Stored data entries
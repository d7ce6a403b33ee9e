use serde::{Deserialize, Serialize};

use crate::application::services::{ResourceSnapshot, RollResult};
use crate::domain::entities::{Character, EquippedItemEntry, InventoryEntry};
use crate::domain::value_objects::{
    AdditionalData, DualityOutcome, ResourceCounter, TraitScores,
};

#[derive(Debug, Deserialize)]
pub struct CreateCharacterRequestDto {
    pub name: String,
    #[serde(default)]
    pub pronouns: Option<String>,
    #[serde(default)]
    pub background: Option<String>,
}

#[derive(Debug, Deserialize)]
pub struct AddItemRequestDto {
    pub item_id: String,
    #[serde(default = "default_quantity")]
    pub quantity: u32,
}

fn default_quantity() -> u32 {
    1
}

#[derive(Debug, Deserialize)]
pub struct SetEquippedRequestDto {
    pub equipped: bool,
}

#[derive(Debug, Deserialize)]
pub struct ToggleSlotRequestDto {
    pub index: u8,
    pub checked: bool,
}

#[derive(Debug, Deserialize)]
pub struct SetMaxRequestDto {
    pub max: u8,
}

#[derive(Debug, Default, Deserialize)]
pub struct RollRequestDto {
    /// Trait whose score is added to the roll
    #[serde(default, rename = "trait")]
    pub trait_name: Option<String>,
    #[serde(default)]
    pub modifier: i32,
}

#[derive(Debug, Serialize)]
pub struct EquippedItemResponseDto {
    pub item_id: String,
    pub quantity: u32,
    pub equipped: bool,
}

impl From<EquippedItemEntry> for EquippedItemResponseDto {
    fn from(e: EquippedItemEntry) -> Self {
        Self {
            item_id: e.item_id.to_string(),
            quantity: e.quantity,
            equipped: e.equipped,
        }
    }
}

#[derive(Debug, Serialize)]
pub struct CharacterResponseDto {
    pub id: String,
    pub owner_id: String,
    pub name: String,
    pub level: u8,
    pub pronouns: Option<String>,
    pub background: String,
    pub ancestry_id: Option<String>,
    pub class_id: Option<String>,
    pub subclass_id: Option<String>,
    pub community_id: Option<String>,
    pub campaign_id: Option<String>,
    pub traits: TraitScores,
    pub hit_points: ResourceCounter,
    pub hope: ResourceCounter,
    pub stress: ResourceCounter,
    pub inventory: Vec<InventoryEntry>,
    pub equipped_items: Vec<EquippedItemResponseDto>,
    pub additional_data: AdditionalData,
    pub is_complete: bool,
    pub created_at: String,
    pub updated_at: String,
}

impl From<Character> for CharacterResponseDto {
    fn from(c: Character) -> Self {
        Self {
            id: c.id.to_string(),
            owner_id: c.owner_id,
            name: c.name,
            level: c.level,
            pronouns: c.pronouns,
            background: c.background,
            ancestry_id: c.ancestry_id.map(|id| id.to_string()),
            class_id: c.class_id.map(|id| id.to_string()),
            subclass_id: c.subclass_id.map(|id| id.to_string()),
            community_id: c.community_id.map(|id| id.to_string()),
            campaign_id: c.campaign_id.map(|id| id.to_string()),
            traits: c.traits,
            hit_points: c.hit_points,
            hope: c.hope,
            stress: c.stress,
            inventory: c.inventory,
            equipped_items: c.equipped_items.into_iter().map(Into::into).collect(),
            additional_data: c.additional_data,
            is_complete: c.is_complete,
            created_at: c.created_at.to_rfc3339(),
            updated_at: c.updated_at.to_rfc3339(),
        }
    }
}

#[derive(Debug, Serialize)]
pub struct RollResponseDto {
    pub hope_die: u8,
    pub fear_die: u8,
    pub modifier: i32,
    pub total: i32,
    pub outcome: DualityOutcome,
    pub resources: ResourceSnapshot,
}

impl From<RollResult> for RollResponseDto {
    fn from(r: RollResult) -> Self {
        Self {
            hope_die: r.roll.hope_die,
            fear_die: r.roll.fear_die,
            modifier: r.roll.modifier,
            total: r.roll.total,
            outcome: r.roll.outcome,
            resources: r.resources,
        }
    }
}
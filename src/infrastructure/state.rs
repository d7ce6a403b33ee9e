//! Shared application state

use std::sync::Arc;

use anyhow::Result;

use crate::application::ports::outbound::{
    CampaignRepositoryPort, CatalogRepositoryPort, CharacterDataPort, CharacterRepositoryPort,
};
use crate::application::services::{
    BuilderService, CampaignService, CharacterServiceImpl, ResourceService, SheetService,
};
use crate::infrastructure::config::AppConfig;
use crate::infrastructure::persistence::SqliteRepository;

/// Shared application state
pub struct AppState {
    pub config: AppConfig,
    pub repository: SqliteRepository,
    /// Catalog reads go straight to the repository
    pub catalog: Arc<dyn CatalogRepositoryPort>,
    // Application services
    pub character_service: CharacterServiceImpl,
    pub sheet_service: SheetService,
    pub resource_service: Arc<ResourceService>,
    pub builder_service: Arc<BuilderService>,
    pub campaign_service: CampaignService,
}

impl AppState {
    pub async fn new(config: AppConfig) -> Result<Self> {
        let repository = SqliteRepository::new(&config.database_url).await?;
        Ok(Self::with_repository(config, repository))
    }

    pub fn with_repository(config: AppConfig, repository: SqliteRepository) -> Self {
        let characters: Arc<dyn CharacterRepositoryPort> = Arc::new(repository.characters());
        let data: Arc<dyn CharacterDataPort> = Arc::new(repository.characters());
        let catalog: Arc<dyn CatalogRepositoryPort> = Arc::new(repository.catalog());
        let campaigns: Arc<dyn CampaignRepositoryPort> = Arc::new(repository.campaigns());

        let resource_service = Arc::new(ResourceService::new(
            data.clone(),
            config.debounce_settings(),
        ));

        Self {
            character_service: CharacterServiceImpl::new(
                characters.clone(),
                data.clone(),
                campaigns.clone(),
            ),
            sheet_service: SheetService::new(data, resource_service.clone()),
            builder_service: Arc::new(BuilderService::new(catalog.clone(), characters.clone())),
            campaign_service: CampaignService::new(campaigns, characters),
            resource_service,
            catalog,
            repository,
            config,
        }
    }
}
//! Mapping of service errors onto HTTP responses

use axum::http::StatusCode;
use uuid::Uuid;

use crate::application::ports::outbound::RepoError;
use crate::application::services::{ResourceError, ServiceError};
use crate::domain::entities::{CampaignError, CharacterError};
use crate::domain::services::BuilderError;

pub type ApiError = (StatusCode, String);

/// Parse a path segment as an id
pub fn parse_id<T: From<Uuid>>(raw: &str, what: &str) -> Result<T, ApiError> {
    Uuid::parse_str(raw)
        .map(T::from)
        .map_err(|_| (StatusCode::BAD_REQUEST, format!("Invalid {} ID", what)))
}

/// Convert a service failure into a status code and message.
///
/// The first typed error found in the chain decides the status; anything
/// unrecognised is a 500.
pub fn error_response(err: anyhow::Error) -> ApiError {
    let status = err
        .chain()
        .find_map(status_for)
        .unwrap_or(StatusCode::INTERNAL_SERVER_ERROR);

    if status.is_server_error() {
        tracing::error!("Request failed: {:#}", err);
    } else {
        tracing::debug!("Request rejected ({}): {:#}", status, err);
    }
    (status, format!("{:#}", err))
}

fn status_for(cause: &(dyn std::error::Error + 'static)) -> Option<StatusCode> {
    if let Some(e) = cause.downcast_ref::<ServiceError>() {
        return Some(match e {
            ServiceError::NotFound { .. } => StatusCode::NOT_FOUND,
            ServiceError::Forbidden(_) => StatusCode::FORBIDDEN,
            ServiceError::Validation(_) => StatusCode::BAD_REQUEST,
            ServiceError::Conflict(_) => StatusCode::CONFLICT,
        });
    }
    if cause.downcast_ref::<CharacterError>().is_some()
        || cause.downcast_ref::<BuilderError>().is_some()
    {
        return Some(StatusCode::BAD_REQUEST);
    }
    if let Some(e) = cause.downcast_ref::<CampaignError>() {
        return Some(match e {
            CampaignError::UnknownInviteCode(_) => StatusCode::NOT_FOUND,
            CampaignError::AlreadyInCampaign(_) => StatusCode::CONFLICT,
            _ => StatusCode::BAD_REQUEST,
        });
    }
    if let Some(e) = cause.downcast_ref::<ResourceError>() {
        return Some(match e {
            ResourceError::FixedMaximum(_) => StatusCode::BAD_REQUEST,
            ResourceError::Write(_) => StatusCode::BAD_GATEWAY,
        });
    }
    if let Some(e) = cause.downcast_ref::<RepoError>() {
        return Some(match e {
            RepoError::NotFound { .. } => StatusCode::NOT_FOUND,
            RepoError::Invalid(_) => StatusCode::BAD_REQUEST,
            RepoError::Database(_) | RepoError::Serialization(_) => {
                StatusCode::INTERNAL_SERVER_ERROR
            }
        });
    }
    None
}
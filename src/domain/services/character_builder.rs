//! Character builder - provisional multi-step character creation
//!
//! A draft collects each builder step in order. Nothing is persisted until
//! [`CharacterDraft::finalize`] turns the completed draft into a character.

use std::collections::{BTreeMap, BTreeSet};
use std::fmt;
use std::str::FromStr;

use chrono::{DateTime, Utc};
use serde::{Deserialize, Serialize};

use crate::domain::entities::{
    Ancestry, Character, CharacterClass, CharacterError, Community, Subclass,
    MAX_BACKGROUND_LENGTH,
};
use crate::domain::value_objects::{
    AncestryId, ClassId, CommunityId, DraftId, Experience, ResourceCounter, SubclassId,
    TraitScores,
};

pub const STARTING_EXPERIENCE_COUNT: usize = 2;
pub const STARTING_EXPERIENCE_BONUS: i8 = 2;

#[derive(Debug, thiserror::Error, PartialEq, Eq)]
pub enum BuilderError {
    #[error("Step {step} requires {missing} to be completed first")]
    OutOfOrder {
        step: BuilderStep,
        missing: BuilderStep,
    },
    #[error("Subclass {subclass} does not belong to class {class}")]
    SubclassMismatch { class: String, subclass: String },
    #[error("Traits must be assigned +2, +1, +1, +0, +0, -1")]
    InvalidTraits,
    #[error("Exactly {count} experiences are required, got {0}", count = STARTING_EXPERIENCE_COUNT)]
    ExperienceCount(usize),
    #[error("Experience '{0}' must have a name and a +{bonus} bonus", bonus = STARTING_EXPERIENCE_BONUS)]
    InvalidExperience(String),
    #[error("Draft is incomplete: {0} has not been completed")]
    Incomplete(BuilderStep),
    #[error(transparent)]
    Character(#[from] CharacterError),
}

/// Builder steps in the order they must be completed
#[derive(Debug, Clone, Copy, PartialEq, Eq, PartialOrd, Ord, Hash, Serialize, Deserialize)]
#[serde(rename_all = "snake_case")]
pub enum BuilderStep {
    Class,
    Heritage,
    Traits,
    Background,
    Experiences,
}

impl BuilderStep {
    pub const ORDER: [BuilderStep; 5] = [
        BuilderStep::Class,
        BuilderStep::Heritage,
        BuilderStep::Traits,
        BuilderStep::Background,
        BuilderStep::Experiences,
    ];

    fn predecessors(&self) -> impl Iterator<Item = BuilderStep> + '_ {
        BuilderStep::ORDER.into_iter().take_while(move |s| s != self)
    }
}

impl fmt::Display for BuilderStep {
    fn fmt(&self, f: &mut fmt::Formatter<'_>) -> fmt::Result {
        let name = match self {
            BuilderStep::Class => "class",
            BuilderStep::Heritage => "heritage",
            BuilderStep::Traits => "traits",
            BuilderStep::Background => "background",
            BuilderStep::Experiences => "experiences",
        };
        write!(f, "{}", name)
    }
}

impl FromStr for BuilderStep {
    type Err = String;

    fn from_str(s: &str) -> Result<Self, Self::Err> {
        BuilderStep::ORDER
            .into_iter()
            .find(|step| step.to_string() == s.to_ascii_lowercase())
            .ok_or_else(|| format!("Unknown builder step: {}", s))
    }
}

#[derive(Debug, Clone, Default, PartialEq, Serialize, Deserialize)]
pub struct BackgroundInput {
    pub name: String,
    #[serde(default)]
    pub pronouns: Option<String>,
    #[serde(default)]
    pub background: String,
    #[serde(default)]
    pub answers: BTreeMap<String, String>,
}

#[derive(Debug, Clone, PartialEq, Serialize)]
pub struct CharacterDraft {
    pub id: DraftId,
    pub owner_id: String,
    pub class_id: Option<ClassId>,
    pub subclass_id: Option<SubclassId>,
    pub base_hit_points: u8,
    pub ancestry_id: Option<AncestryId>,
    pub community_id: Option<CommunityId>,
    pub traits: Option<TraitScores>,
    pub background: Option<BackgroundInput>,
    pub experiences: Vec<Experience>,
    pub completed: BTreeSet<BuilderStep>,
    pub created_at: DateTime<Utc>,
}

impl CharacterDraft {
    pub fn new(owner_id: impl Into<String>) -> Self {
        Self {
            id: DraftId::new(),
            owner_id: owner_id.into(),
            class_id: None,
            subclass_id: None,
            base_hit_points: 0,
            ancestry_id: None,
            community_id: None,
            traits: None,
            background: None,
            experiences: Vec::new(),
            completed: BTreeSet::new(),
            created_at: Utc::now(),
        }
    }

    /// The first step not yet completed, if any
    pub fn next_step(&self) -> Option<BuilderStep> {
        BuilderStep::ORDER
            .into_iter()
            .find(|step| !self.completed.contains(step))
    }

    pub fn is_ready(&self) -> bool {
        self.next_step().is_none()
    }

    fn ensure_reachable(&self, step: BuilderStep) -> Result<(), BuilderError> {
        match step.predecessors().find(|p| !self.completed.contains(p)) {
            Some(missing) => Err(BuilderError::OutOfOrder { step, missing }),
            None => Ok(()),
        }
    }

    pub fn choose_class(
        &mut self,
        class: &CharacterClass,
        subclass: &Subclass,
    ) -> Result<(), BuilderError> {
        if subclass.class_id != class.id {
            return Err(BuilderError::SubclassMismatch {
                class: class.name.clone(),
                subclass: subclass.name.clone(),
            });
        }
        self.class_id = Some(class.id);
        self.subclass_id = Some(subclass.id);
        self.base_hit_points = class.base_hit_points;
        self.completed.insert(BuilderStep::Class);
        Ok(())
    }

    pub fn choose_heritage(
        &mut self,
        ancestry: &Ancestry,
        community: &Community,
    ) -> Result<(), BuilderError> {
        self.ensure_reachable(BuilderStep::Heritage)?;
        self.ancestry_id = Some(ancestry.id);
        self.community_id = Some(community.id);
        self.completed.insert(BuilderStep::Heritage);
        Ok(())
    }

    pub fn assign_traits(&mut self, traits: TraitScores) -> Result<(), BuilderError> {
        self.ensure_reachable(BuilderStep::Traits)?;
        if !traits.is_starting_distribution() {
            return Err(BuilderError::InvalidTraits);
        }
        self.traits = Some(traits);
        self.completed.insert(BuilderStep::Traits);
        Ok(())
    }

    pub fn write_background(&mut self, input: BackgroundInput) -> Result<(), BuilderError> {
        self.ensure_reachable(BuilderStep::Background)?;
        Character::validate_name(&input.name)?;
        if input.background.len() > MAX_BACKGROUND_LENGTH {
            return Err(CharacterError::BackgroundTooLong.into());
        }
        self.background = Some(input);
        self.completed.insert(BuilderStep::Background);
        Ok(())
    }

    pub fn choose_experiences(&mut self, experiences: Vec<Experience>) -> Result<(), BuilderError> {
        self.ensure_reachable(BuilderStep::Experiences)?;
        if experiences.len() != STARTING_EXPERIENCE_COUNT {
            return Err(BuilderError::ExperienceCount(experiences.len()));
        }
        if let Some(bad) = experiences
            .iter()
            .find(|e| e.name.trim().is_empty() || e.bonus != STARTING_EXPERIENCE_BONUS)
        {
            return Err(BuilderError::InvalidExperience(bad.name.clone()));
        }
        self.experiences = experiences;
        self.completed.insert(BuilderStep::Experiences);
        Ok(())
    }

    /// Build the complete character this draft describes
    pub fn finalize(&self) -> Result<Character, BuilderError> {
        if let Some(step) = self.next_step() {
            return Err(BuilderError::Incomplete(step));
        }
        let background = self
            .background
            .clone()
            .ok_or(BuilderError::Incomplete(BuilderStep::Background))?;

        let mut character = Character::new(self.owner_id.clone(), background.name);
        character.pronouns = background.pronouns.filter(|p| !p.trim().is_empty());
        character.background = background.background;
        character.class_id = self.class_id;
        character.subclass_id = self.subclass_id;
        character.ancestry_id = self.ancestry_id;
        character.community_id = self.community_id;
        character.traits = self.traits.unwrap_or_default();
        character.hit_points = ResourceCounter::empty(self.base_hit_points);
        character.additional_data.background_answers = background.answers;
        character.additional_data.experiences = self.experiences.clone();
        character.is_complete = true;
        Ok(character)
    }
}
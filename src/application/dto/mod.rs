//! Data Transfer Objects - For API boundaries
//!
//! Request bodies carry ids as strings and are parsed by the handlers;
//! responses flatten domain ids and timestamps to strings.

mod builder;
mod campaign;
mod character;
mod sheet;

pub use builder::*;
pub use campaign::*;
pub use character::*;
pub use sheet::*;
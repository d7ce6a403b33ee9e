//! Duality dice - the Hope d12 and Fear d12 rolled for every action

use rand::Rng;
use serde::{Deserialize, Serialize};

pub const DUALITY_DIE_SIDES: u8 = 12;

#[derive(Debug, Clone, Copy, PartialEq, Eq, Serialize, Deserialize)]
#[serde(rename_all = "snake_case")]
pub enum DualityOutcome {
    WithHope,
    WithFear,
    /// Both dice show the same face
    Critical,
}

#[derive(Debug, Clone, Copy, PartialEq, Eq, Serialize, Deserialize)]
pub struct DualityRoll {
    pub hope_die: u8,
    pub fear_die: u8,
    pub modifier: i32,
    pub total: i32,
    pub outcome: DualityOutcome,
}

impl DualityRoll {
    pub fn from_dice(hope_die: u8, fear_die: u8, modifier: i32) -> Self {
        let outcome = if hope_die == fear_die {
            DualityOutcome::Critical
        } else if hope_die > fear_die {
            DualityOutcome::WithHope
        } else {
            DualityOutcome::WithFear
        };

        Self {
            hope_die,
            fear_die,
            modifier,
            total: i32::from(hope_die) + i32::from(fear_die) + modifier,
            outcome,
        }
    }

    pub fn roll<R: Rng + ?Sized>(rng: &mut R, modifier: i32) -> Self {
        let hope = rng.gen_range(1..=DUALITY_DIE_SIDES);
        let fear = rng.gen_range(1..=DUALITY_DIE_SIDES);
        Self::from_dice(hope, fear, modifier)
    }

    /// Whether the player gains a Hope from this roll
    pub fn grants_hope(&self) -> bool {
        matches!(self.outcome, DualityOutcome::WithHope | DualityOutcome::Critical)
    }

    /// Whether the player clears a Stress from this roll
    pub fn clears_stress(&self) -> bool {
        self.outcome == DualityOutcome::Critical
    }
}

#[cfg(test)]
mod tests {
    use super::*;
    use rand::rngs::StdRng;
    use rand::SeedableRng;

    #[test]
    fn test_outcomes() {
        assert_eq!(DualityRoll::from_dice(9, 4, 0).outcome, DualityOutcome::WithHope);
        assert_eq!(DualityRoll::from_dice(2, 11, 0).outcome, DualityOutcome::WithFear);

        let critical = DualityRoll::from_dice(7, 7, 2);
        assert_eq!(critical.outcome, DualityOutcome::Critical);
        assert!(critical.grants_hope());
        assert!(critical.clears_stress());
    }

    #[test]
    fn test_total_includes_modifier() {
        assert_eq!(DualityRoll::from_dice(5, 3, -1).total, 7);
    }

    #[test]
    fn test_rolled_dice_are_in_range() {
        let mut rng = StdRng::seed_from_u64(42);
        for _ in 0..200 {
            let roll = DualityRoll::roll(&mut rng, 0);
            assert!((1..=DUALITY_DIE_SIDES).contains(&roll.hope_die));
            assert!((1..=DUALITY_DIE_SIDES).contains(&roll.fear_die));
        }
    }
}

→ **Task brief**
Respond with one number, namely the count of lines in the entries above that hold the word "CatalogRepositoryPort".

→ **Exercise answer**
3